The first ordinance would designate the city as the local regulatory authority for marijuana, which City Manager Mike Tvenge said will ensure Kodiak receives funds from license application fees.
The second ordinance will prohibit extraction of tetrahydrocannabinol, commonly referred to as THC, or any cannaboid with methods or materials “deemed dangerous to public health and safety, unless otherwise permitted by law.”
Both ordinances were advanced to second reading at the next regular meeting.
According to city councilor Randy Bishop, additional marijuana regulations are on hold until the city chooses a law firm. Legal representation will likely be selected in October, said Mayor Pat Branson at a Wednesday city and borough joint work session.
At the joint work session, Kodiak Island Borough Assembly member Larry LeDoux asked city councilors their stance on edible marijuana products.
Bishop said the city has decided to have a moratorium on edibles for one year and reconsider at that point. Edibles can make up 60 to 80 percent of revenue for marijuana businesses, he said.
“I suspect there will be a lot of public testimony on this area and I just want to make sure the public understands what you’re doing,” LeDoux said, adding that the school district would likely have to prohibit homemade foods from coming into schools.
City councilor John Whiddon said allowing sales of edibles after the moratorium ends is not set in stone.

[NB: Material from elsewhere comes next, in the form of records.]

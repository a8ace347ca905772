use anyhow::{Context, Result};
use clap::Parser;
use mdproc_config::Config;
use mdproc_engine::{ProcessError, ProcessOptions, Processor, resolve_input};
use std::path::PathBuf;
use std::process;

#[derive(Debug, Parser)]
#[command(name = "mdproc")]
#[command(author, version)]
#[command(about = "Convert a Markdown file to an HTML page")]
#[command(after_help = "\
EXAMPLES:

    # Render a file
    mdproc notes.md notes.html

    # Input may also be a file URI
    mdproc file:///home/me/notes.md notes.html

    # Fail instead of writing output when the input has syntax errors
    mdproc --strict notes.md notes.html

CONFIGURATION:

Options are read from ~/.config/mdproc/config.toml unless --config is given:

    append_terminator = true
    strict = false")]
struct Cli {
    /// Markdown input, a path or file:// URI
    input: String,

    /// HTML output path
    output: PathBuf,

    /// Path to configuration file
    #[arg(long)]
    config: Option<PathBuf>,

    /// Fail on syntax errors instead of rendering what parsed
    #[arg(long)]
    strict: bool,
}

fn main() {
    env_logger::Builder::from_env(env_logger::Env::default().default_filter_or("info")).init();

    let cli = Cli::parse();

    if let Err(e) = run(&cli) {
        eprintln!("Error: {e:#}");
        process::exit(exit_code(&e));
    }
}

fn run(cli: &Cli) -> Result<()> {
    let config = load_config(cli.config.as_ref())?;
    let processor = Processor::new(process_options(&config, cli.strict));

    let input = resolve_input(&cli.input);
    let report = processor.process_file(&input, &cli.output)?;

    if !report.diagnostics.is_empty() {
        log::warn!(
            "{} rendered with {} syntax error(s)",
            report.input.display(),
            report.diagnostics.len()
        );
    }
    Ok(())
}

/// Load configuration from `explicit`, else from the default location, else
/// fall back to defaults.
fn load_config(explicit: Option<&PathBuf>) -> Result<Config> {
    let Some(path) = explicit else {
        return Ok(Config::load()?.unwrap_or_default());
    };

    let path = Config::expand_path(path).unwrap_or_else(|| path.clone());
    let config = Config::load_from_path(&path)?
        .with_context(|| format!("Config file not found: {}", path.display()))?;
    log::debug!("Loaded config from {}", path.display());
    Ok(config)
}

fn process_options(config: &Config, strict: bool) -> ProcessOptions {
    ProcessOptions {
        append_terminator: config.append_terminator,
        strict: strict || config.strict,
    }
}

fn exit_code(error: &anyhow::Error) -> i32 {
    error
        .downcast_ref::<ProcessError>()
        .map_or(1, ProcessError::exit_code)
}
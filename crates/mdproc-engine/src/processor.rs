//! File-to-file processing on top of the syntax pipeline.

use std::path::{Path, PathBuf};

use mdproc_syntax::{Diagnostic, parse, render, tokenize};

use crate::io::{self, IoError};

/// Options controlling how a document is processed.
#[derive(Debug, Clone, Copy, PartialEq, Eq)]
pub struct ProcessOptions {
    /// Close a final line that lacks a line terminator
    pub append_terminator: bool,
    /// Treat any diagnostic as a failure
    pub strict: bool,
}

impl Default for ProcessOptions {
    fn default() -> Self {
        Self {
            append_terminator: true,
            strict: false,
        }
    }
}

/// HTML produced from one document plus the problems found on the way.
#[derive(Debug, Clone, PartialEq, Eq)]
pub struct Rendered {
    pub html: String,
    /// Number of top-level blocks in the document
    pub blocks: usize,
    pub diagnostics: Vec<Diagnostic>,
}

/// Summary of a completed file run.
#[derive(Debug, Clone, PartialEq, Eq)]
pub struct Report {
    pub input: PathBuf,
    pub output: PathBuf,
    pub blocks: usize,
    pub bytes_written: usize,
    pub diagnostics: Vec<Diagnostic>,
}

#[derive(Debug, thiserror::Error)]
pub enum ProcessError {
    #[error(transparent)]
    Io(#[from] IoError),
    #[error("{count} syntax error(s) in {}, first: {first}", .path.display())]
    Syntax {
        path: PathBuf,
        first: Diagnostic,
        count: usize,
    },
}

impl ProcessError {
    /// Process exit code for this failure.
    pub fn exit_code(&self) -> i32 {
        match self {
            ProcessError::Io(_) | ProcessError::Syntax { .. } => 1,
        }
    }
}

/// Runs the lexer, parser and renderer with a fixed set of options.
#[derive(Debug, Clone, Default)]
pub struct Processor {
    options: ProcessOptions,
}

impl Processor {
    pub fn new(options: ProcessOptions) -> Self {
        Self { options }
    }

    pub fn options(&self) -> ProcessOptions {
        self.options
    }

    /// Render markdown text. Never fails; diagnostics are returned with the
    /// HTML.
    pub fn process_str(&self, text: &str, source_id: Option<&str>) -> Rendered {
        let tokens = tokenize(text, self.options.append_terminator);
        let (document, diagnostics) = parse(&tokens, source_id).into_parts();
        Rendered {
            html: render(&document),
            blocks: document.children.len(),
            diagnostics,
        }
    }

    /// Render the markdown file at `input` into `output`.
    ///
    /// In strict mode nothing is written when the input has diagnostics.
    pub fn process_file(&self, input: &Path, output: &Path) -> Result<Report, ProcessError> {
        let text = io::read_input(input)?;
        let source_id = input.display().to_string();
        let rendered = self.process_str(&text, Some(source_id.as_str()));

        for diagnostic in &rendered.diagnostics {
            log::warn!("{source_id}: {diagnostic}");
        }

        if self.options.strict
            && let Some(first) = rendered.diagnostics.first()
        {
            return Err(ProcessError::Syntax {
                path: input.to_path_buf(),
                first: first.clone(),
                count: rendered.diagnostics.len(),
            });
        }

        let bytes_written = io::write_output(output, &rendered.html)?;
        log::info!(
            "Rendered {} block(s) from {} to {}",
            rendered.blocks,
            input.display(),
            output.display()
        );

        Ok(Report {
            input: input.to_path_buf(),
            output: output.to_path_buf(),
            blocks: rendered.blocks,
            bytes_written,
            diagnostics: rendered.diagnostics,
        })
    }
}

#[cfg(test)]
mod tests {
    use super::*;
    use pretty_assertions::assert_eq;
    use std::fs;
    use tempfile::TempDir;

    const PAGE_START: &str = "<!DOCTYPE html>\n<html>\n<body>\n";
    const PAGE_END: &str = "</body>\n</html>\n";

    #[test]
    fn test_process_str() {
        let rendered = Processor::default().process_str("# Title\n\nBody", None);

        assert_eq!(
            rendered.html,
            format!("{PAGE_START}<h1>Title </h1>\n<p>Body </p>\n{PAGE_END}")
        );
        assert_eq!(rendered.blocks, 2);
        assert!(rendered.diagnostics.is_empty());
    }

    #[test]
    fn test_process_str_without_terminator() {
        let processor = Processor::new(ProcessOptions {
            append_terminator: false,
            strict: false,
        });

        let rendered = processor.process_str("First Line\nSecond Line", None);

        assert_eq!(
            rendered.html,
            format!("{PAGE_START}<p>First Line Second Line </p>\n{PAGE_END}")
        );
    }

    #[test]
    fn test_process_file() {
        let dir = TempDir::new().unwrap();
        let input = dir.path().join("in.md");
        let output = dir.path().join("out").join("in.html");
        fs::write(&input, "First Paragraph\n\nSecond Paragraph\n").unwrap();

        let report = Processor::default().process_file(&input, &output).unwrap();

        let expected =
            format!("{PAGE_START}<p>First Paragraph </p>\n<p>Second Paragraph </p>\n{PAGE_END}\n");
        assert_eq!(fs::read_to_string(&output).unwrap(), expected);
        assert_eq!(report.blocks, 2);
        assert_eq!(report.bytes_written, expected.len());
        assert_eq!(report.input, input);
        assert_eq!(report.output, output);
    }

    #[test]
    fn test_process_file_keeps_going_on_diagnostics() {
        let dir = TempDir::new().unwrap();
        let input = dir.path().join("in.md");
        let output = dir.path().join("in.html");
        fs::write(&input, "##\n\ntext\n").unwrap();

        let report = Processor::default().process_file(&input, &output).unwrap();

        assert_eq!(report.diagnostics.len(), 1);
        assert_eq!(
            fs::read_to_string(&output).unwrap(),
            format!("{PAGE_START}<p>text </p>\n{PAGE_END}\n")
        );
    }

    #[test]
    fn test_strict_mode_fails_on_diagnostics() {
        let dir = TempDir::new().unwrap();
        let input = dir.path().join("in.md");
        let output = dir.path().join("in.html");
        fs::write(&input, "##\n\ntext\n#\n").unwrap();

        let processor = Processor::new(ProcessOptions {
            strict: true,
            ..ProcessOptions::default()
        });
        let err = processor.process_file(&input, &output).unwrap_err();

        match &err {
            ProcessError::Syntax { path, count, .. } => {
                assert_eq!(path, &input);
                assert_eq!(*count, 2);
            }
            other => panic!("expected syntax error, got {other:?}"),
        }
        assert_eq!(err.exit_code(), 1);
        assert!(err.to_string().starts_with("2 syntax error(s) in "));
        assert!(!output.exists());
    }

    #[test]
    fn test_missing_input() {
        let dir = TempDir::new().unwrap();
        let input = dir.path().join("missing.md");
        let output = dir.path().join("out.html");

        let err = Processor::default().process_file(&input, &output).unwrap_err();

        assert!(matches!(err, ProcessError::Io(IoError::NotFound(_))));
        assert_eq!(err.exit_code(), 1);
        assert!(!output.exists());
    }
}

“We’re very, very concerned about that, but also there was a strong case made that the industry would struggle to survive without it, which is potentially a fact. How relevant it is is not is really not … my concern as much as having those edibles in the hands of somebody under 21 years old,” he said. “So I think when it does come back up for review, it’s going to be looked at in a very cautious measure. I don’t think it’s going to be something we’re just going to pass as a matter of course.”
The borough passed its own regulations on the marijuana industry. However, KIB Manager Michael Powers said they have only received two inquiries and have received no applications for marijuana businesses.
Most are concerned about starting a business because there is not yet an on-island testing facility in the works, he said. State law requires marijuana be tested in a licensed facility.
In other business, the city council:
– approved a contract change order in the amount of $250,000 for installation of a wastewater bypass at lift station three
– authorized spending $41,600 on new “Jaws of Life” equipment for the Kodiak Fire Department
– authorized formation of an economic development committee with membership numbers to be determined by the council. Council also approved committee membership, which will be Branson, Bishop and Whiddon, along with members from the community, Alan Austerman, Barbara Bigelow, Julie Bonney, Trevor Brown, Tyler Kornelis, Chris Lynch and Aimee Williams. Whiddon will serve as chair and Bishop will be vice chair. Rebecca Skinner and Daniel McKenna-Foster will serve as alternates.